(Task material begins)

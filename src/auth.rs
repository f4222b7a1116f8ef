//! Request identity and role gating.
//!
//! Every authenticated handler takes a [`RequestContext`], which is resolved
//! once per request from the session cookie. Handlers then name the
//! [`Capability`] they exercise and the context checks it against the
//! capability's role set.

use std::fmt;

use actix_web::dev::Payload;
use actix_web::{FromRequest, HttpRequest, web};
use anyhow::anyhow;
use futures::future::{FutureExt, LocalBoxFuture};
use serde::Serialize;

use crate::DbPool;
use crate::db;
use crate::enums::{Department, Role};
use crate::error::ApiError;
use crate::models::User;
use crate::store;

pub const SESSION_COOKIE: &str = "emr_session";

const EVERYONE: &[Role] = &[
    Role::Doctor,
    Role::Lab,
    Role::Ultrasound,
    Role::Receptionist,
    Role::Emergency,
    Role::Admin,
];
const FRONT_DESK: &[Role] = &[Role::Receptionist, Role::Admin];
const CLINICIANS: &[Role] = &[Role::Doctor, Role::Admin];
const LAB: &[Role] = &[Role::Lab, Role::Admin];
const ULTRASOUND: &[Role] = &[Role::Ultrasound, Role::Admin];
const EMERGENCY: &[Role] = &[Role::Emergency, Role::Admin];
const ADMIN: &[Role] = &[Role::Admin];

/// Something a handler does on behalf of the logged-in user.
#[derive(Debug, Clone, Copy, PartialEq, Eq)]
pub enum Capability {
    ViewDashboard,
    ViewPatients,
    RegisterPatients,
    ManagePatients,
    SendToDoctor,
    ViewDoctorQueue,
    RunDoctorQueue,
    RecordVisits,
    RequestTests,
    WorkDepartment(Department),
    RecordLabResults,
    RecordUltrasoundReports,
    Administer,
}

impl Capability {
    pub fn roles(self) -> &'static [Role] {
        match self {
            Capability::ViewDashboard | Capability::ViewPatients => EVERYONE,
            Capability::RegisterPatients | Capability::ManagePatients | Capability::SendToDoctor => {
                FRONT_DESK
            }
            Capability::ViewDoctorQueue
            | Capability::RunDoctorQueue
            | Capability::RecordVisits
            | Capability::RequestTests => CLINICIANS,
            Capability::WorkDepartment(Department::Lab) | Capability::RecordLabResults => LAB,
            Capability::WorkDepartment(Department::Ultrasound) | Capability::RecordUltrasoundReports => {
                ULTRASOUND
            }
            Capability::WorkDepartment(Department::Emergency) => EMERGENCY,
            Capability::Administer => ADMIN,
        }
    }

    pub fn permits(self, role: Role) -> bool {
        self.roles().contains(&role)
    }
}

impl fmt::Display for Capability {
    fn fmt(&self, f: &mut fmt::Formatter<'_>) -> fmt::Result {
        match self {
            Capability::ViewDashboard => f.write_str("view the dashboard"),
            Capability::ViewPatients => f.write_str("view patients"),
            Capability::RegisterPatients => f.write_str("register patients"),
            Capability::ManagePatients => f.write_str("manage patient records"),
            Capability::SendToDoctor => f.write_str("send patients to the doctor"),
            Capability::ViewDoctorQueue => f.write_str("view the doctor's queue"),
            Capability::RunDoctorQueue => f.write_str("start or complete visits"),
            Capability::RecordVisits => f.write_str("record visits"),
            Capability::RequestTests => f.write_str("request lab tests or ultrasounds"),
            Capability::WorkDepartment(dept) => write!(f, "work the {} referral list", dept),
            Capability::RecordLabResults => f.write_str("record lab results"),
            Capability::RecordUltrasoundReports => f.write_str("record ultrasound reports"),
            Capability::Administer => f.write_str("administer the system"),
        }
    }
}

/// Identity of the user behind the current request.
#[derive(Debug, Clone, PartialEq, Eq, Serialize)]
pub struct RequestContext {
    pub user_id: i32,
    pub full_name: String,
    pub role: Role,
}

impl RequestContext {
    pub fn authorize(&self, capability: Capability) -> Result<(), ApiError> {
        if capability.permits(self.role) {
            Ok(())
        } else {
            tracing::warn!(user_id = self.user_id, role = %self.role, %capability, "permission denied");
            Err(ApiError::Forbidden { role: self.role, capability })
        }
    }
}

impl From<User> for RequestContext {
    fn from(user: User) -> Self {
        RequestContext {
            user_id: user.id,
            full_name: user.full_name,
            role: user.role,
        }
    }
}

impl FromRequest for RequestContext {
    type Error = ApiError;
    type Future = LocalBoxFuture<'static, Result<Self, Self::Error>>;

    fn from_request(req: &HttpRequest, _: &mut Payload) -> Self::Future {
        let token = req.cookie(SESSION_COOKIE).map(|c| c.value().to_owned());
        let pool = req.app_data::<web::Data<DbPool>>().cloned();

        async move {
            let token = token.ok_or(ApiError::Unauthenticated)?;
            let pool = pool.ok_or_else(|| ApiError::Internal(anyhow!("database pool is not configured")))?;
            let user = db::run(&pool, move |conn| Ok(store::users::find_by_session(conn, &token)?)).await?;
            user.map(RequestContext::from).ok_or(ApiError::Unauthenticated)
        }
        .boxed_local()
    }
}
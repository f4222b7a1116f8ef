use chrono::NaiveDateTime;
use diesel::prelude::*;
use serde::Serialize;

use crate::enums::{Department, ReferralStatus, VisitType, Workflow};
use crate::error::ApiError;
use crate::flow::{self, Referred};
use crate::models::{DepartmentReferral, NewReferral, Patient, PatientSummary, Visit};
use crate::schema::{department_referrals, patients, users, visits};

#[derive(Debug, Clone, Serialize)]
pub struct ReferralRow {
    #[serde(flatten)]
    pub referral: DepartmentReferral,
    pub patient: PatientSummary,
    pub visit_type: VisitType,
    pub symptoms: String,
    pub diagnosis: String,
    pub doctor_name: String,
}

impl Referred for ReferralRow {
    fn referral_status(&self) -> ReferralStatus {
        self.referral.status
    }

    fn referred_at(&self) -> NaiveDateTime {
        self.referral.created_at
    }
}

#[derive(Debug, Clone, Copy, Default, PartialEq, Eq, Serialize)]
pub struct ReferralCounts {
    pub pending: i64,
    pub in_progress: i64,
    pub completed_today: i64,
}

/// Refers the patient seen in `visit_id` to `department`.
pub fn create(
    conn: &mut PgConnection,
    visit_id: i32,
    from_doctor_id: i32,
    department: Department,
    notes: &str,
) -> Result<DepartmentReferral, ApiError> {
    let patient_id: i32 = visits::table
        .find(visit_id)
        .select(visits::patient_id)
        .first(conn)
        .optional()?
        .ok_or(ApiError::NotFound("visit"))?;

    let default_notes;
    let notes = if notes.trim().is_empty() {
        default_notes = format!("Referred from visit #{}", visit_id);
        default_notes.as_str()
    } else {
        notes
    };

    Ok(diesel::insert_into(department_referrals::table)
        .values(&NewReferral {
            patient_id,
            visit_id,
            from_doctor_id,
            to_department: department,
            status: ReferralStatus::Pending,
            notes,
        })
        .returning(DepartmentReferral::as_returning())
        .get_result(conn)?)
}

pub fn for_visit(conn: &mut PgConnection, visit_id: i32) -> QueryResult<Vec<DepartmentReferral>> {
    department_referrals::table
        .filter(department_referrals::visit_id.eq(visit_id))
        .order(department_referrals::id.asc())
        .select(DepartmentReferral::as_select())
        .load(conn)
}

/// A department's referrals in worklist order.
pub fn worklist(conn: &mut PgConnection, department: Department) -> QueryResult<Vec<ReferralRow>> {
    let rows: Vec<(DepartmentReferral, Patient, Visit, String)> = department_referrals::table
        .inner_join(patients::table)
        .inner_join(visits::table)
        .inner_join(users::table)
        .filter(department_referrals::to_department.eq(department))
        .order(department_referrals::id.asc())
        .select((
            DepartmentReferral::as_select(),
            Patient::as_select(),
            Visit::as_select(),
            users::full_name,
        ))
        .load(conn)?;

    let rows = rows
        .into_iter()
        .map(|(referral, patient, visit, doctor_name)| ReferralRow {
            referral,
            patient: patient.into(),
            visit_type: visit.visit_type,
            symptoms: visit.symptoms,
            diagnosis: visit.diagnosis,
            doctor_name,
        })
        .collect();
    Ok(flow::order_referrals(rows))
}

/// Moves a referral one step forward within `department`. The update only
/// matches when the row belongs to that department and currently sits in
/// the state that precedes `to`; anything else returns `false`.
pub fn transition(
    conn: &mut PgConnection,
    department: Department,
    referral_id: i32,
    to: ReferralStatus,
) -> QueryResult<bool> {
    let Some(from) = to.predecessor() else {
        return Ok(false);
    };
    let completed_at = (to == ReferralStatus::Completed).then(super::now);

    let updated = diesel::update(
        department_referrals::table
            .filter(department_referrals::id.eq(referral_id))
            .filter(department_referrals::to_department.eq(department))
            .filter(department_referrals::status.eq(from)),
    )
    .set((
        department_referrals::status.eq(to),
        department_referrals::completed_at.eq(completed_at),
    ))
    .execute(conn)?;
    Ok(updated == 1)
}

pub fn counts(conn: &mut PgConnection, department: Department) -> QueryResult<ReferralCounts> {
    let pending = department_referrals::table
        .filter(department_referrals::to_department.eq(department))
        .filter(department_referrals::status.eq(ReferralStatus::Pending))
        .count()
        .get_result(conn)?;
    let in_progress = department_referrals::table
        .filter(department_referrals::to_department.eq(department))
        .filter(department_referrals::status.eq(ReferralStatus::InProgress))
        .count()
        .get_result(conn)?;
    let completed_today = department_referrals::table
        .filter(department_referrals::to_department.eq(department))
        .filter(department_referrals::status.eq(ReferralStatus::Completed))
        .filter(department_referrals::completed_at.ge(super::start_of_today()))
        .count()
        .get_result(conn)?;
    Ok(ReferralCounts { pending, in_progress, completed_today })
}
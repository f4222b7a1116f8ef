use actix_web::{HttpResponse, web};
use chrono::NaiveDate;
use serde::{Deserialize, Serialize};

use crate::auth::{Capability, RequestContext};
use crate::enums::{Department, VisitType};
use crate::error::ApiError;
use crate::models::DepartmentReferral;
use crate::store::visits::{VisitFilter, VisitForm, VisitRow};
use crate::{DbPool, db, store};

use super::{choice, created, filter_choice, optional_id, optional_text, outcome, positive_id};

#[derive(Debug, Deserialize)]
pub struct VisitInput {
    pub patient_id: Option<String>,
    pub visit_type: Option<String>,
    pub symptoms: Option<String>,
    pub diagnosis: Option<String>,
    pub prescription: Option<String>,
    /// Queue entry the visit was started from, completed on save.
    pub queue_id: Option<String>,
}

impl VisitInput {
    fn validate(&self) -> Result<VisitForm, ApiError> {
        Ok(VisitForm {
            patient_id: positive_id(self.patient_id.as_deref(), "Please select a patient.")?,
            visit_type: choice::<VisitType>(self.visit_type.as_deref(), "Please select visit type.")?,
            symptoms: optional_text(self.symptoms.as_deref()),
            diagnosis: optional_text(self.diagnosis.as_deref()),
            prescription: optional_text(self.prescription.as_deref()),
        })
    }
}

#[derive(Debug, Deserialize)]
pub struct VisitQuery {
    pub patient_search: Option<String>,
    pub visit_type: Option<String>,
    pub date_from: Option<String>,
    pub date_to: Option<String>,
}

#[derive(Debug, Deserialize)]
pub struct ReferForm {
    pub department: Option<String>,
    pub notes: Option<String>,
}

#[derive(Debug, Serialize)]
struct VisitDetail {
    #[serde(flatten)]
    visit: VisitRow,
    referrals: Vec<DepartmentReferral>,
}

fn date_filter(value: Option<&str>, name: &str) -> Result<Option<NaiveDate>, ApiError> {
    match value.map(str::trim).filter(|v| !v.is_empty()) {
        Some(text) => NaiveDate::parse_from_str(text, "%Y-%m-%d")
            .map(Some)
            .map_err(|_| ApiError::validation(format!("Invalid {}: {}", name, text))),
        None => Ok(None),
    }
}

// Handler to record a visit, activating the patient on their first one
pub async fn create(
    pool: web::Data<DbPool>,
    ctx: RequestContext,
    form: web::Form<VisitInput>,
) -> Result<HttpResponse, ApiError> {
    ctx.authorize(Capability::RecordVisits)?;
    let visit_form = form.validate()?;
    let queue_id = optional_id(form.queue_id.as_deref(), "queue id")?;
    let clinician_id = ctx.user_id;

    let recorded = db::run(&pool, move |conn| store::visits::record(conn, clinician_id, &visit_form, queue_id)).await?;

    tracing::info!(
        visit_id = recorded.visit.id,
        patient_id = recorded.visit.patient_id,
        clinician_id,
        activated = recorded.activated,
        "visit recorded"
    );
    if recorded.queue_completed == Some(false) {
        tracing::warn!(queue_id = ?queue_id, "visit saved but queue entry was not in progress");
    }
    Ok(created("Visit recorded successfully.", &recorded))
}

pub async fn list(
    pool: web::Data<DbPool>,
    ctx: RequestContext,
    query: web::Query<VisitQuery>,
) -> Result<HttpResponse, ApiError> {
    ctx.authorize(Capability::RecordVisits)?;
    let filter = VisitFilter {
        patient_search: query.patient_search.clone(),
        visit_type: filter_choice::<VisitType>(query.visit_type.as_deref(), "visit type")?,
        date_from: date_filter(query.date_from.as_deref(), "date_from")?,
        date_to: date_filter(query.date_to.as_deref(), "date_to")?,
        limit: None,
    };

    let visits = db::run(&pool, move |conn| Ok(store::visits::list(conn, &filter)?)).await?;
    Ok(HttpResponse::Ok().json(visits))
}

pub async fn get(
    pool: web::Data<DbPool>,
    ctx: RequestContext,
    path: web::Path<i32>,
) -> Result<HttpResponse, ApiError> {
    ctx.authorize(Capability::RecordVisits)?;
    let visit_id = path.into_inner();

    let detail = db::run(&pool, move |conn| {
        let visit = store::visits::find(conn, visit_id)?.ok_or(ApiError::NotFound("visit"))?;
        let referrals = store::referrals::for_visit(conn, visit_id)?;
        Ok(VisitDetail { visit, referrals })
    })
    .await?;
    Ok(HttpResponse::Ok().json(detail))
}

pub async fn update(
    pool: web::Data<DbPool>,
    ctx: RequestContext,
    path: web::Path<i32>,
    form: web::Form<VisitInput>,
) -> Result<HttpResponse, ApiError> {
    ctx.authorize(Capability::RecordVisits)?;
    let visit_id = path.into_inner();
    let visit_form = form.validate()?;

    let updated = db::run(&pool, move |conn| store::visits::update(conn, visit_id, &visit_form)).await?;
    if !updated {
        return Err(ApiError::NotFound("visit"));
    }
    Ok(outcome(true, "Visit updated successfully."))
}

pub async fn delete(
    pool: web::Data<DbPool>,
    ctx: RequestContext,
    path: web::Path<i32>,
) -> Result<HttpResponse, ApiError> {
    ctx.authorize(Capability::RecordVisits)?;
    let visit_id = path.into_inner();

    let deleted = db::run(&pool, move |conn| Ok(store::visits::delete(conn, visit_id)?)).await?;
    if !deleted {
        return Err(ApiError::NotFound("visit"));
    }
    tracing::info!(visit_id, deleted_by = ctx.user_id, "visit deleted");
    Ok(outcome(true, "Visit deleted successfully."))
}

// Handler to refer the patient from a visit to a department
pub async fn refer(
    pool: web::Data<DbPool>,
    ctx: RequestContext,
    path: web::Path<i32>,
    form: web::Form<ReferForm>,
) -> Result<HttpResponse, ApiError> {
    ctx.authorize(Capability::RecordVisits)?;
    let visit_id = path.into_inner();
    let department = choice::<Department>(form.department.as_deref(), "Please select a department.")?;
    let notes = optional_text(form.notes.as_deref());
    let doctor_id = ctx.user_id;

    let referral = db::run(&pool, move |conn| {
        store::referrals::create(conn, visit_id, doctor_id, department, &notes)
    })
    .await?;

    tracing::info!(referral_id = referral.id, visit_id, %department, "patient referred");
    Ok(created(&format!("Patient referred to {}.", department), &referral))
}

(Task material ends)

What you should do: Your task is to count the lines of the records that contain "EVERYONE". Answer with only that number.

Task result: 2